They work with a company that sells extruders for PVC compounds. Extruders are no good unless you can get material to them. When the extruder company has a lead and there's no material handling in place, Newton works with them. The other company makes the sale.
"We're able do a lot of work without a lot of people because of cooperation. Because we're so small, we have had to come up with strategic alliances," Rider said.
They sold O.A. Newton's original live chicken business to Armour Swift in 1969, just as the industry was turning to vertical integration that would see a single company take the chicken from coop to cut parts.

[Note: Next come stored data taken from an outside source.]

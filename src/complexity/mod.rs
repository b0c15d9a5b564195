//! Depth-tracking traversal and the classification policy.
//!
//! Nesting depth, not loop count, drives the estimate: two sequential
//! loops each raise the running depth to 1 in turn, but they never
//! coexist on one path, so the estimate stays `O(n)`. Conditionals and
//! other composite constructs between two loops are transparent to the
//! counter.

use crate::core::{NodeKind, SyntaxNode};
use std::fmt;

/// Counters for one traversal. Created fresh per analysis and moved by
/// value through the fold, so concurrent analyses cannot share state.
#[derive(Clone, Copy, Debug, Default, PartialEq, Eq)]
pub struct TraversalState {
    pub current_depth: u32,
    pub max_depth: u32,
}

impl TraversalState {
    fn enter_loop(self) -> Self {
        let current_depth = self.current_depth + 1;
        Self {
            current_depth,
            max_depth: self.max_depth.max(current_depth),
        }
    }
}

/// Greatest number of iteration constructs on any root-to-leaf path.
/// Single depth-first pass; total for every well-formed tree.
pub fn max_iteration_depth(root: &SyntaxNode) -> u32 {
    visit(root, TraversalState::default()).max_depth
}

fn visit(node: &SyntaxNode, state: TraversalState) -> TraversalState {
    let entered = match node.kind {
        NodeKind::Iteration => state.enter_loop(),
        NodeKind::Program | NodeKind::Composite => state,
    };
    let folded = node
        .children
        .iter()
        .fold(entered, |acc, child| visit(child, acc));
    // Stack discipline: the depth at entry is restored on exit, only the
    // observed maximum survives the subtree.
    TraversalState {
        current_depth: state.current_depth,
        max_depth: folded.max_depth,
    }
}

/// Heuristic Big-O class derived from maximum nesting depth.
#[derive(Clone, Copy, Debug, PartialEq, Eq)]
pub enum Complexity {
    Constant,
    Linear,
    Polynomial(u32),
}

/// Total over the visitor's output: depth 0 is constant, 1 is linear,
/// d >= 2 is polynomial of degree d.
pub fn classify(max_depth: u32) -> Complexity {
    match max_depth {
        0 => Complexity::Constant,
        1 => Complexity::Linear,
        d => Complexity::Polynomial(d),
    }
}

impl fmt::Display for Complexity {
    fn fmt(&self, f: &mut fmt::Formatter<'_>) -> fmt::Result {
        match self {
            Complexity::Constant => write!(f, "O(1)"),
            Complexity::Linear => write!(f, "O(n)"),
            Complexity::Polynomial(d) => write!(f, "O(n^{d})"),
        }
    }
}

Ten years ago, Rider invited local entrepreneur Marty Miller to move his Miller Metal Fabrication into their space and provide some parts they used to make for their business. "We went through the thought process of do our customers really care if the person they pay for the part is actually making it or do they just care that it works," Rider said.
The Newtons have been nonstop innovators.
Two years ago, Rob Rider and his wife Susan turned a parts counter into O.A. Newton Farm and Ranch Store, a specialty hardware store for everything farmers need if they don't want to drive to Seaford or Harrington - essential parts, horse fans, bug sprays, mosquito bracelets, unique birdhouses, even John Deere toys for the youngest farmers. They dedicated one aisle to the parts their partner Miller Metal Fabrication needs most often.
"You can't stay the same. You have to constantly look for change and not get comfortable," Rider said. "It's never easy but you take risks knowing not everything you do is going to be a success. The entrepreneurial spirit is alive in this business."
In 100 years, O.A. Newton & Son moved from a company trying to make a better chicken to a company that moves a material that didn't exist in 1916.